Борис Аверин - Владимир Набоков: pro et contra
И эта система обращается к интеллигенции. Много страниц в книге занимает рассказ о том, как власть прибирает к руками университет. Коллеги Круга подписывают бумагу в поддержку нового режима: одни боятся, другие рассчитывают получить какие-то привилегии, а третьи презирают режим, но оправдывают себя необходимостью продолжать научную работу. Только Круг с непонятным упорством отказывается дать свою подпись.
Американский критик считает, что если профессора не выражают внутреннего согласия с режимом, то ставят себя вне его, и значит, «тиран живет в мире, из которого с улыбкой или легким содроганием ушел интеллигент»[468]. Таким образом, Набоков-мыслитель якобы недооценил притягательной силы системы, а Набоков-сатирик пропустил случай заклеймить коллаборантов. Странная мысль: как раз здесь Набоков показывает себя и мыслителем, и сатириком; он знает, что тирания нуждается в интеллигенции, для начала довольствуясь и формальным жестом, и знает, что такой жест и есть начало сотрудничества и потеря свободы. Проблему «интеллигенция и революция» он развивает как проблему ответственности интеллигенции за соучастие в тоталитарном режиме и проблему его легитимизации. Это политический вопрос. Набоков ставит его со всей остротой и с гораздо большим пониманием дела, чем его критики.

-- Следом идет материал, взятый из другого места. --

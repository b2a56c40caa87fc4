use async_trait::async_trait;

use crate::{
    domain::{ChatId, MessageRef},
    messaging::types::{ChatAction, MessagingCapabilities},
    Result,
};

/// Outbound messaging port used by command handlers and the pair watcher.
#[async_trait]
pub trait MessagingPort: Send + Sync {
    fn capabilities(&self) -> MessagingCapabilities;

    async fn send_html(&self, chat_id: ChatId, html: &str) -> Result<MessageRef>;
    async fn edit_html(&self, msg: MessageRef, html: &str) -> Result<()>;

    async fn send_chat_action(&self, chat_id: ChatId, action: ChatAction) -> Result<()>;
}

В конце романа Круг готов сотрудничать, чтобы спасти сына, — но его согласие не может остановить машины тотального насилия. Уступки не спасают. Не испытав тоталитарного режима на себе, но «прочувствовав» его, пережив в романе смерть жены и сына, Набоков пришел к необходимости, неизбежности сопротивления.
Он не исследует механизмов возникновения и функционирования тоталитарной системы; он рассказывает о жизни и смерти в гротескном полицейском государстве. И литературная игра не ослабляет, а подчеркивает ужас и абсурдность мира, в котором такие государства существуют.
«Bend Sinister» — это антиутопия и политический роман, написанный, когда не было книг Оруэлла, Джиласа, Солженицына, Зиновьева, когда только формулировалось само понятие тоталитаризма. В нем художник вступил в зону мрака и разглядел то, что оставалось скрытым для многих его современников.
© Леонид Геллер, 1993.
Джейн ГРЕЙСОН
Метаморфозы «Дара»{346}
Я предлагаю вниманию читателей обзор архивных материалов, касающихся романа «Дар», которые хранятся в Библиотеке Конгресса США в Вашингтоне. Я не претендую на то, чтобы вынести какие-нибудь определенные суждения об этих документах. Они сами фрагментарны и незавершенны и требуют взгляда со стороны. Перечень содержания архива, составленный Брайеном Бойдом, появился (без подписи) в одном из первых номеров «The Vladimir Nabokov Research Newsletter», предшественника «The Nabokovian»[469]. Единицы хранения, которые я рассматриваю, там обозначены так:
Папка № 6.
а) Рукопись 4-й главы «Дара», 90 с. (По-русски).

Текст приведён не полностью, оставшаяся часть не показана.